◆ **Exercise directions**
Write out every entry once more, character for character.

(Provided records begins)

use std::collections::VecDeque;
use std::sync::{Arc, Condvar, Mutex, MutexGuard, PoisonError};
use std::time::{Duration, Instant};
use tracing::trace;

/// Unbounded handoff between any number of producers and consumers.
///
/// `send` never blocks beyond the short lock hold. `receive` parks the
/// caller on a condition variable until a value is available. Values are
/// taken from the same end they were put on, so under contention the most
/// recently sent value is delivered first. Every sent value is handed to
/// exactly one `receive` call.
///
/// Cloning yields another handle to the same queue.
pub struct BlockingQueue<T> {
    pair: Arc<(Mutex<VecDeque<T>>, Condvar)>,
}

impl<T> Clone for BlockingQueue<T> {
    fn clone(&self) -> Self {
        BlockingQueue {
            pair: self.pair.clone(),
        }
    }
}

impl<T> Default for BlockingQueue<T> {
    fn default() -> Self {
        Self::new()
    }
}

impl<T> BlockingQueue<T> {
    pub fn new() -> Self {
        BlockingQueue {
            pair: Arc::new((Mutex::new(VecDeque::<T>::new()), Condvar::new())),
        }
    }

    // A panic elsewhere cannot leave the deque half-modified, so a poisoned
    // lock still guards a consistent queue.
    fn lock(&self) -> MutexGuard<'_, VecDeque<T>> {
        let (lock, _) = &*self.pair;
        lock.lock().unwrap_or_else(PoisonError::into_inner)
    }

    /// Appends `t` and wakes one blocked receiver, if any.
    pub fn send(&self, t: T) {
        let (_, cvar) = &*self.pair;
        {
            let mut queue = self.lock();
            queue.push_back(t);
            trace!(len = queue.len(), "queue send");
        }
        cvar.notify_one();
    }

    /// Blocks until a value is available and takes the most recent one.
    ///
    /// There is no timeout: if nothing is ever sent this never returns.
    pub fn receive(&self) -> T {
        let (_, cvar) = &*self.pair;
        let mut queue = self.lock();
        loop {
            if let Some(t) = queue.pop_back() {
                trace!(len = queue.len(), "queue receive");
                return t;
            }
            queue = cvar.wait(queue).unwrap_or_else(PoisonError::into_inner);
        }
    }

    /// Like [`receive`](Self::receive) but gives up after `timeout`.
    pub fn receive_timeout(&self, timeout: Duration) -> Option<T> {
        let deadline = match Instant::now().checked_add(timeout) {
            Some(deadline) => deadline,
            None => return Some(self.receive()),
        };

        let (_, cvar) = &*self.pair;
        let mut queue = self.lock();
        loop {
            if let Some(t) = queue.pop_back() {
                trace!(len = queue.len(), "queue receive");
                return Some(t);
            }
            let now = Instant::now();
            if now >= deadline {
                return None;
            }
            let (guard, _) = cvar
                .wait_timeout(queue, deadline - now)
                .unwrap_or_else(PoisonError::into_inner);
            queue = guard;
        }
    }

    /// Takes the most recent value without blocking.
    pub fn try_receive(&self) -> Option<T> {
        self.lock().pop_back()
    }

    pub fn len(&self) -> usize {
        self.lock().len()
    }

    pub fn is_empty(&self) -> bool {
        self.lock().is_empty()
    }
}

(Provided records ends)

◆ **Output below**
use std::collections::VecDeque;
use std::sync::{Arc, Condvar, Mutex, MutexGuard, PoisonError};
use std::time::{Duration, Instant};
use tracing::trace;

/// Unbounded handoff between any number of producers and consumers.
///
/// `send` never blocks beyond the short lock hold. `receive` parks the
/// caller on a condition variable until a value is available. Values are
/// taken from the same end they were put on, so under contention the most
/// recently sent value is delivered first. Every sent value is handed to
/// exactly one `receive` call.
///
/// Cloning yields another handle to the same queue.
pub struct BlockingQueue<T> {
    pair: Arc<(Mutex<VecDeque<T>>, Condvar)>,
}

impl<T> Clone for BlockingQueue<T> {
    fn clone(&self) -> Self {
        BlockingQueue {
            pair: self.pair.clone(),
        }
    }
}

impl<T> Default for BlockingQueue<T> {
    fn default() -> Self {
        Self::new()
    }
}

impl<T> BlockingQueue<T> {
    pub fn new() -> Self {
        BlockingQueue {
            pair: Arc::new((Mutex::new(VecDeque::<T>::new()), Condvar::new())),
        }
    }

    // A panic elsewhere cannot leave the deque half-modified, so a poisoned
    // lock still guards a consistent queue.
    fn lock(&self) -> MutexGuard<'_, VecDeque<T>> {
        let (lock, _) = &*self.pair;
        lock.lock().unwrap_or_else(PoisonError::into_inner)
    }

    /// Appends `t` and wakes one blocked receiver, if any.
    pub fn send(&self, t: T) {
        let (_, cvar) = &*self.pair;
        {
            let mut queue = self.lock();
            queue.push_back(t);
            trace!(len = queue.len(), "queue send");
        }
        cvar.notify_one();
    }

    /// Blocks until a value is available and takes the most recent one.
    ///
    /// There is no timeout: if nothing is ever sent this never returns.
    pub fn receive(&self) -> T {
        let (_, cvar) = &*self.pair;
        let mut queue = self.lock();
        loop {
            if let Some(t) = queue.pop_back() {
                trace!(len = queue.len(), "queue receive");
                return t;
            }
            queue = cvar.wait(queue).unwrap_or_else(PoisonError::into_inner);
        }
    }

    /// Like [`receive`](Self::receive) but gives up after `timeout`.
    pub fn receive_timeout(&self, timeout: Duration) -> Option<T> {
        let deadline = match Instant::now().checked_add(timeout) {
            Some(deadline) => deadline,
            None => return Some(self.receive()),
        };

        let (_, cvar) = &*self.pair;
        let mut queue = self.lock();
        loop {
            if let Some(t) = queue.pop_back() {
                trace!(len = queue.len(), "queue receive");
                return Some(t);
            }
            let now = Instant::now();
            if now >= deadline {
                return None;
            }
            let (guard, _) = cvar
                .wait_timeout(queue, deadline - now)
                .unwrap_or_else(PoisonError::into_inner);
            queue = guard;
        }
    }

    /// Takes the most recent value without blocking.
    pub fn try_receive(&self) -> Option<T> {
        self.lock().pop_back()
    }

    pub fn len(&self) -> usize {
        self.lock().len()
    }

    pub fn is_empty(&self) -> bool {
        self.lock().is_empty()
    }
}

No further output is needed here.